260.222Stone Center report (corrected attribution)QUARK::LIONELOne VoiceMon Nov 21 1988 14:346
    Re: .213 (John Parodi)
    
    The Stone Center report you saw was written by Joyce Roop.  See
    note 247 for a pointer to the report and recommendation files.
    
    				Steve
260.2232EASY::PIKETThu Dec 08 1988 16:129
    
    Wow! 
    
    Hey, Mike V... Did Suzanne really solve the puzzle? Is that the
    real answer? I'm really impressed.
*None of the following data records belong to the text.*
use chrono::{DateTime, Utc};
use chrono_tz::Tz;

use crate::domain::{ArchiveRecord, DateWindow};

const SECONDS_PER_DAY: f64 = 86_400.0;

/// Headline statistics sent with a delivered archive.
#[derive(Debug, Clone, PartialEq)]
pub struct ArchiveSummary {
    pub channel_id: String,
    pub count: usize,
    pub oldest: Option<(DateTime<Utc>, String)>,
    pub newest: Option<(DateTime<Utc>, String)>,
    pub per_day: f64,
}

impl ArchiveSummary {
    /// The effective window is the requested one, narrowed to the items'
    /// own range on whichever side was left open. Spans under a day count
    /// as one day.
    pub fn new(record: &ArchiveRecord, window: &DateWindow) -> Self {
        let oldest = record
            .oldest()
            .map(|item| (item.created_at, item.author_name.clone()));
        let newest = record
            .newest()
            .map(|item| (item.created_at, item.author_name.clone()));

        let start = window.start.or(oldest.as_ref().map(|(ts, _)| *ts));
        let end = window.end.or(newest.as_ref().map(|(ts, _)| *ts));
        let days = match (start, end) {
            (Some(start), Some(end)) => {
                ((end - start).num_seconds() as f64 / SECONDS_PER_DAY).max(1.0)
            }
            _ => 1.0,
        };

        Self {
            channel_id: record.channel_id.clone(),
            count: record.items.len(),
            oldest,
            newest,
            per_day: record.items.len() as f64 / days,
        }
    }

    pub fn render(&self, tz: Tz) -> String {
        let describe = |entry: &Option<(DateTime<Utc>, String)>| match entry {
            Some((ts, author)) => format!(
                "{} ({})",
                ts.with_timezone(&tz).format("%Y-%m-%d %H:%M:%S"),
                escape_html(author)
            ),
            None => "-".to_string(),
        };
        format!(
            "<b>Archive complete</b>\n\n\
             Channel: {}\n\
             Messages: {}\n\
             Oldest: {}\n\
             Newest: {}\n\
             Average per day: {:.2}",
            escape_html(&self.channel_id),
            self.count,
            describe(&self.oldest),
            describe(&self.newest),
            self.per_day
        )
    }
}

pub fn escape_html(text: &str) -> String {
    let mut escaped = String::with_capacity(text.len());
    for ch in text.chars() {
        match ch {
            '&' => escaped.push_str("&amp;"),
            '<' => escaped.push_str("&lt;"),
            '>' => escaped.push_str("&gt;"),
            '"' => escaped.push_str("&quot;"),
            '\'' => escaped.push_str("&#39;"),
            _ => escaped.push(ch),
        }
    }
    escaped
}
D*mn, I was going nuts!
    
    Good job Suzanne!
           
    Roberta
260.224Mike V. Or Mike Z. ?FDCV03::ROSSThu Dec 08 1988 16:265
    Re: .223
    
    Roberta, can you explain what reply you are referencing?
    
      Alan
260.226NEXUS::CONLONDidn&#039;t even need to buy a vowel...Sat Dec 10 1988 00:4219
	> CSC32::M_VALENZA "___'__ _____ _________ ____!"
    	> ______________________________________________
    	> __: .___
    	
    	> ___, ___ ___ _____ ___ ______.  ____ ____ ____ _
    	> _____ _____.  ___'__ _____ _________ ____ ___,
    	> _____.
    
    	Translation:
    
    	CSC32::M_VALENZA "She'll never translate this!"
    
    	re: .223

    	Yes, she did solve the puzzle.  Must have been a 
    	lucky guess.  She'll never translate this one, 
    	though.
    
    	[Nya ah ah!!!! Did it again, like .98!]  :-) :-)
260.227Mystery resolvedHSSWS1::GREGMalice AforethoughtSat Dec 10 1988 08:4015
    re: .226 (Suzzanne)
    
    	   I'm hip to your game now... you and CSC32::M_VALENZA 
    	are THE SAME PERSON!  You're not fooling me.  Let's see
    	how long it takes you to solve a puzzler written by 
    	someone other than yourself.
    
    	    __ ___ ___ _____ ____ ___, _'__ ________ __ ____
    	__ ________ ___ ______ _ ____ __________!
    
    	____ ____.
    
    	- ____
    
    
260.230An idea...2EASY::PIKETMon Dec 12 1988 14:388
    
    ___!
    
    __ ______ _____ ___ ___ _____ ____ ___. _____ _____ __ 
    _ ___ ____ _______ __ ____ __________!
           
    
    _______
260.231A solution!EMASA2::BOYAJIANMillrat in trainingTue Dec 13 1988 02:414
    ____, ___, ____ ____ ____ __ ___, ___ ___ __________ ____ ______
    ____ ____. _ ______ __ ____ ____ ____ ___ _______ ___ __'_.
    
    --- jerry
260.232-----ANT::JLUDGATEI ain&#039;t with the hundred crowd...Thu Dec 15 1988 15:473
    -- --- --- --, ---- -- ------ --- -- ----.
    
    ...................................--------
260.233Secret translation method revealed (reluctantly...)NEXUS::CONLONThu Dec 15 1988 16:0224
    	RE:  several notes filled with blanks
    
    	Um, if you folks are waiting for me (or someone else)
    	to translate your notes, I guess it is time to reveal
    	the secret of how I translated Mike Valenza's blank
    	notes.
    
    	See, he works in my building and sits in a cubicle that is
    	very nearly on the exact opposite side from *my* cubicle.
    	After he had dental work done (around the same time that
    	a new Ethernet tap was drilled in the Enet segment that
    	runs almost directly over my head,) we discovered that
    	if he tilted his head the right way (and the Enet traffic
    	in my quadrant wasn't too busy,) he could type BLANKS on
    	his screen and the ACTUAL TEXT would appear on mine!

    	It helps if the parking lot outside is roughly 87.7153827%
    	filled, too.  Otherwise, it's more difficult to do.
    
    	So, obviously, it's going to be hard for me to translate
    	anyone else's messages unless you write them from Mike's
    	cubicle (and pay a visit to his dentist sometime real soon.)
    
    	Sorry.  :-)
260.234Okay, I'll give...2EASY::PIKETWed Dec 28 1988 11:3410
    
    
    Hey!
    We should write all our notes this way. There would be
    a lot less arguing in this conference!